Quality refers to the sum of the attributes of properties that describe a product. In petrochemical industry quality is generally expressed in terms of specific product characteristics such as color, specific gravity, viscosity etc. HPCL have latest quality control technology that is mandatory for improvement of refinery throughput, quality and yield. Its quality control department has been successful in carrying out improvement in crude oil viscosity, API gravity, and reduction /removal of sulfur, increase crude distillation yield and overcome other operational problems from time to time using upgraded technologies in petroleum refineries.

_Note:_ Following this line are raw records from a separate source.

//! Test helpers for deterministic scenarios and invariant checks.

use std::collections::HashMap;

use bevy_ecs::prelude::{Entity, World};

use crate::clock::{EventKind, SimulationClock};
use crate::distributions::ScriptedVariates;
use crate::ecs::{FailedMachines, IdleRepairmen, Machine, MachineState, Population, Repairman};
use crate::runner::initialize_simulation;
use crate::scenario::{build_scenario, build_scenario_with_variates, ScenarioParams};

/// Build and initialize a world whose intervals come from fixed scripts.
///
/// # Panics
///
/// Panics if the params or scripts are invalid.
pub fn scripted_world(params: ScenarioParams, failures: Vec<f64>, repairs: Vec<f64>) -> World {
    let variates = ScriptedVariates::new(failures, repairs).expect("valid interval script");
    let mut world = World::new();
    build_scenario_with_variates(&mut world, params, variates).expect("valid scenario params");
    initialize_simulation(&mut world);
    world
}

/// Build and initialize a world with seeded exponential intervals.
///
/// # Panics
///
/// Panics if the params are invalid.
pub fn seeded_world(params: ScenarioParams) -> World {
    let mut world = World::new();
    build_scenario(&mut world, params).expect("valid scenario params");
    initialize_simulation(&mut world);
    world
}

/// Check the population, pending-event and work-conservation invariants that
/// must hold between any two events.
pub fn check_invariants(world: &World) -> Result<(), String> {
    let population = world.resource::<Population>();
    let clock = world.resource::<SimulationClock>();
    let failed = &world.resource::<FailedMachines>().0;
    let idle = &world.resource::<IdleRepairmen>().0;

    let machines: Vec<(Entity, &Machine)> = world
        .iter_entities()
        .filter_map(|e| e.get::<Machine>().map(|m| (e.id(), m)))
        .collect();
    let repairmen: Vec<(Entity, &Repairman)> = world
        .iter_entities()
        .filter_map(|e| e.get::<Repairman>().map(|r| (e.id(), r)))
        .collect();

    let mut failure_events: HashMap<Entity, usize> = HashMap::new();
    let mut completion_events: HashMap<Entity, usize> = HashMap::new();
    for event in clock.pending() {
        match event.kind {
            EventKind::MachineFailure(e) => *failure_events.entry(e).or_default() += 1,
            EventKind::RepairCompleted(e) => *completion_events.entry(e).or_default() += 1,
        }
        if event.timestamp < clock.now() {
            return Err(format!("pending event {:?} is in the past", event));
        }
    }

    let busy = repairmen.iter().filter(|(_, r)| r.is_busy()).count();
    if idle.len() + busy != population.repairmen {
        return Err(format!(
            "idle ({}) + busy ({busy}) != repairmen ({})",
            idle.len(),
            population.repairmen
        ));
    }

    let operational = machines.iter().filter(|(_, m)| m.is_operational()).count();
    if failed.len() + busy + operational != population.machines {
        return Err(format!(
            "waiting ({}) + assigned ({busy}) + operational ({operational}) != machines ({})",
            failed.len(),
            population.machines
        ));
    }

    if !failed.is_empty() && !idle.is_empty() {
        return Err(format!(
            "{} machines waiting while {} repairmen idle",
            failed.len(),
            idle.len()
        ));
    }

    for (entity, machine) in &machines {
        let pending = failure_events.get(entity).copied().unwrap_or(0);
        let expected = usize::from(machine.is_operational());
        if pending != expected {
            return Err(format!(
                "machine {} in {:?} has {pending} pending failures",
                machine.id, machine.state
            ));
        }
        let queued = failed.iter().filter(|e| *e == entity).count();
        let should_queue = usize::from(machine.state == MachineState::AwaitingRepair);
        if queued != should_queue {
            return Err(format!(
                "machine {} in {:?} appears {queued} times in the failed line",
                machine.id, machine.state
            ));
        }
    }

    for (entity, repairman) in &repairmen {
        let pending = completion_events.get(entity).copied().unwrap_or(0);
        let expected = usize::from(repairman.is_busy());
        if pending != expected {
            return Err(format!(
                "repairman {} (busy: {}) has {pending} pending completions",
                repairman.id,
                repairman.is_busy()
            ));
        }
        let queued = idle.iter().filter(|e| *e == entity).count();
        if queued != 1 - expected {
            return Err(format!(
                "repairman {} (busy: {}) appears {queued} times in the idle line",
                repairman.id,
                repairman.is_busy()
            ));
        }
        if let Some(machine_entity) = repairman.assigned_machine {
            let assigned = world
                .get::<Machine>(machine_entity)
                .map(|m| m.state == MachineState::UnderRepair)
                .unwrap_or(false);
            if !assigned {
                return Err(format!(
                    "repairman {} is assigned to a machine that is not under repair",
                    repairman.id
                ));
            }
        }
    }

    Ok(())
}
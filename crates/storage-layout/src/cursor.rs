use alloy_primitives::{ruint::UintTryFrom, U256};

use crate::ty::StorageType;

/// A movable read head into storage: the slot being decoded plus the
/// exclusive upper byte boundary (within that slot's 32-byte word) of the
/// region still available to the next value.
///
/// Packed fields are right-aligned, so decoding walks a word from high byte
/// offsets down to low ones: the first value in a fresh word (`end == 32`)
/// occupies bytes `[32 - size, 32)`, the next `[32 - size' - size, 32 - size)`,
/// and so on. Invariant: `0 < end <= 32`.
#[derive(Clone, Copy, Debug, PartialEq, Eq)]
pub struct StorageCursor {
    /// Slot address of the word currently being decoded.
    pub slot: U256,
    /// Exclusive upper byte boundary of the unconsumed region, in `(0, 32]`.
    pub end: usize,
}

impl StorageCursor {
    /// A cursor at the start of the word at `slot`.
    pub fn new<T>(slot: T) -> Self
    where
        U256: UintTryFrom<T>,
    {
        Self { slot: U256::from(slot), end: 32 }
    }

    /// Returns `true` if no byte of the current word has been consumed yet.
    pub fn is_fresh(&self) -> bool {
        self.end == 32
    }

    /// The cursor at the start of the following word.
    pub fn next_word(self) -> Self {
        Self { slot: self.slot.wrapping_add(U256::from(1)), end: 32 }
    }

    /// Consumes `size` bytes of the current word, rolling over to the next
    /// word once the current one is exhausted.
    ///
    /// Callers must have established `size <= self.end` (see
    /// [`StorageCursor::align_for`]).
    pub(crate) fn consume(self, size: usize) -> Self {
        debug_assert!(size <= self.end);
        match self.end - size {
            0 => self.next_word(),
            end => Self { slot: self.slot, end },
        }
    }

    /// The packing rule: returns the position where a value of type `ty` may
    /// start, given this cursor.
    ///
    /// A value type starts here only if its full width fits in the remaining
    /// `end` bytes of the current word; pointer-backed types (arrays, bytes,
    /// string, struct, mapping) always occupy a word of their own and start
    /// here only if the cursor is fresh. Anything else waits for the next
    /// word.
    pub fn align_for(self, ty: &StorageType) -> Self {
        match ty.value_size() {
            Some(size) if size <= self.end => self,
            Some(_) => self.next_word(),
            None if self.is_fresh() => self,
            None => self.next_word(),
        }
    }
}

#[cfg(test)]
mod tests {
    use super::*;

    #[test]
    fn consume_within_word() {
        let cursor = StorageCursor::new(3u64);
        let cursor = cursor.consume(20);
        assert_eq!(cursor, StorageCursor { slot: U256::from(3), end: 12 });
        let cursor = cursor.consume(12);
        assert_eq!(cursor, StorageCursor::new(4u64));
    }

    #[test]
    fn align_packs_small_values() {
        let cursor = StorageCursor { slot: U256::ZERO, end: 5 };
        // a uint32 still fits in the 5 remaining bytes
        assert_eq!(cursor.align_for(&StorageType::Uint(32)), cursor);
        // a uint64 does not
        assert_eq!(cursor.align_for(&StorageType::Uint(64)), StorageCursor::new(1u64));
    }

    #[test]
    fn align_gives_pointers_a_fresh_word() {
        let fresh = StorageCursor::new(9u64);
        let bytes = StorageType::Bytes;
        assert_eq!(fresh.align_for(&bytes), fresh);

        let used = StorageCursor { slot: U256::from(9), end: 31 };
        assert_eq!(used.align_for(&bytes), StorageCursor::new(10u64));
    }

    #[test]
    fn next_word_wraps_at_top_of_address_space() {
        let cursor = StorageCursor::new(U256::MAX);
        assert_eq!(cursor.next_word().slot, U256::ZERO);
    }
}
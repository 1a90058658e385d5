use alloy_primitives::{ruint::UintTryFrom, B256, U256};
use rustc_hash::FxHashMap;

/// Read-only view of a contract's storage.
///
/// Storage is sparse: a slot that was never written has no entry, and the EVM
/// defines its value to be zero. [`WordStore::fetch_word`] bakes that rule in,
/// so the decoder never has to distinguish "missing" from "zero".
pub trait WordStore {
    /// Returns the raw word stored at `slot`, or `None` if the slot was never
    /// written.
    fn word(&self, slot: U256) -> Option<B256>;

    /// Returns the word at `slot`, defaulting absent slots to the zero word.
    fn fetch_word(&self, slot: U256) -> B256 {
        self.word(slot).unwrap_or(B256::ZERO)
    }

    /// Reads `len` bytes starting at byte `offset` of the word at `start`,
    /// continuing into consecutive slots whenever the offset wraps past the
    /// end of a word.
    ///
    /// Long `bytes`/`string` payloads are laid out this way: raw bytes packed
    /// back to back across the words rooted at the container's payload slot.
    fn fetch_bytes(&self, start: U256, offset: usize, len: usize) -> Vec<u8> {
        let mut out = Vec::with_capacity(len);
        let mut slot = start;
        let mut offset = offset % 32;
        let mut word = self.fetch_word(slot);
        while out.len() < len {
            out.push(word[offset]);
            offset += 1;
            if offset == 32 && out.len() < len {
                offset = 0;
                slot = slot.wrapping_add(U256::from(1));
                word = self.fetch_word(slot);
            }
        }
        out
    }
}

impl<S: WordStore + ?Sized> WordStore for &S {
    fn word(&self, slot: U256) -> Option<B256> {
        (**self).word(slot)
    }
}

impl WordStore for FxHashMap<U256, B256> {
    fn word(&self, slot: U256) -> Option<B256> {
        self.get(&slot).copied()
    }
}

/// An owned, materialized storage snapshot.
///
/// This is what the debugger builds from an execution trace (the final value
/// of every touched slot) before handing it to the decoder.
#[derive(Clone, Debug, Default)]
pub struct StorageSnapshot {
    words: FxHashMap<U256, B256>,
}

impl StorageSnapshot {
    /// New empty snapshot.
    pub fn new() -> Self {
        Self::default()
    }

    /// Records the word stored at `slot`.
    pub fn insert<T>(&mut self, slot: T, word: B256)
    where
        U256: UintTryFrom<T>,
    {
        self.words.insert(U256::from(slot), word);
    }

    /// Returns the number of recorded slots.
    pub fn len(&self) -> usize {
        self.words.len()
    }

    /// Returns `true` if no slot has been recorded.
    pub fn is_empty(&self) -> bool {
        self.words.is_empty()
    }
}

impl WordStore for StorageSnapshot {
    fn word(&self, slot: U256) -> Option<B256> {
        self.words.get(&slot).copied()
    }
}

impl<K: Into<U256>> FromIterator<(K, B256)> for StorageSnapshot {
    fn from_iter<I: IntoIterator<Item = (K, B256)>>(iter: I) -> Self {
        Self { words: iter.into_iter().map(|(k, v)| (k.into(), v)).collect() }
    }
}

#[cfg(test)]
mod tests {
    use alloy_primitives::b256;

    use super::*;

    #[test]
    fn absent_slot_reads_as_zero() {
        let snapshot = StorageSnapshot::new();
        assert_eq!(snapshot.word(U256::from(42)), None);
        assert_eq!(snapshot.fetch_word(U256::from(42)), B256::ZERO);
    }

    #[test]
    fn fetch_bytes_within_one_word() {
        let mut snapshot = StorageSnapshot::new();
        snapshot.insert(
            0u64,
            b256!("000102030405060708090a0b0c0d0e0f101112131415161718191a1b1c1d1e1f"),
        );
        assert_eq!(snapshot.fetch_bytes(U256::ZERO, 3, 4), vec![0x03, 0x04, 0x05, 0x06]);
    }

    #[test]
    fn fetch_bytes_straddles_words() {
        let mut snapshot = StorageSnapshot::new();
        snapshot.insert(
            7u64,
            b256!("00000000000000000000000000000000000000000000000000000000000000aa"),
        );
        snapshot.insert(
            8u64,
            b256!("bbcc000000000000000000000000000000000000000000000000000000000000"),
        );
        assert_eq!(snapshot.fetch_bytes(U256::from(7), 31, 3), vec![0xaa, 0xbb, 0xcc]);
    }

    #[test]
    fn fetch_bytes_spans_missing_words() {
        let snapshot = StorageSnapshot::new();
        assert_eq!(snapshot.fetch_bytes(U256::from(100), 30, 5), vec![0; 5]);
    }
}
//! # sdb-storage-layout
//!
//! SDB's storage-layout decoder.
//!
//! Given a read-only snapshot of a contract's storage (a sparse mapping from
//! 256-bit slot addresses to 32-byte words) and the declared source-level type
//! of a variable, this crate reconstructs the structured value the variable
//! holds by replaying the compiler's layout rules: right-to-left packing of
//! small value types within a word, keccak-derived payload slots for dynamic
//! containers, and the short/long split for `bytes` and `string`.
//!
//! Decoding is a pure function of `(type, cursor, store)`: it never writes to
//! storage and a given input triple always produces the same outcome, so the
//! decoder may be shared freely across threads over an immutable snapshot.

#[macro_use]
extern crate tracing;

mod cursor;
mod decoder;
mod slot;
mod store;
mod ty;
mod value;

pub use cursor::StorageCursor;
pub use decoder::{DecodeLimits, StorageDecoder};
pub use slot::slot_hash;
pub use store::{StorageSnapshot, WordStore};
pub use ty::{AliasDef, EnumDef, FieldDef, StorageType, StructDef};
pub use value::StorageValue;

4.1 QUALITY CONTROL & MAINTENANCE Quality control is achieved in HPCL by following ways: 1) All material supplies are affected from approved suppliers and manufactures only. 2) All items procured are inspected /tested. 3) Sampling of the products is done thrice a day and analysis at each stage is carried out. Strict quality control is ensured. 4) Stage wise inspection and certification of jobs by inspectors. 5) In HPCL highly experienced and higly skilled craftsmen handle jobs. Prequalified and highly skilled Engineers inspect quality departments. Even refinery workers, welders etc are tested and certified for job. Maintenance plays a crucial role in the production process in the Refineries / Petrochemical plants. A plant may be regarded as successful when it operates without interruptions, which can however be achieved only when its facilities are in perfect working order at all times. The strategic importance of maintenance increases with increasing sophistication. The overall objective is to maximize production output at minimum total cost.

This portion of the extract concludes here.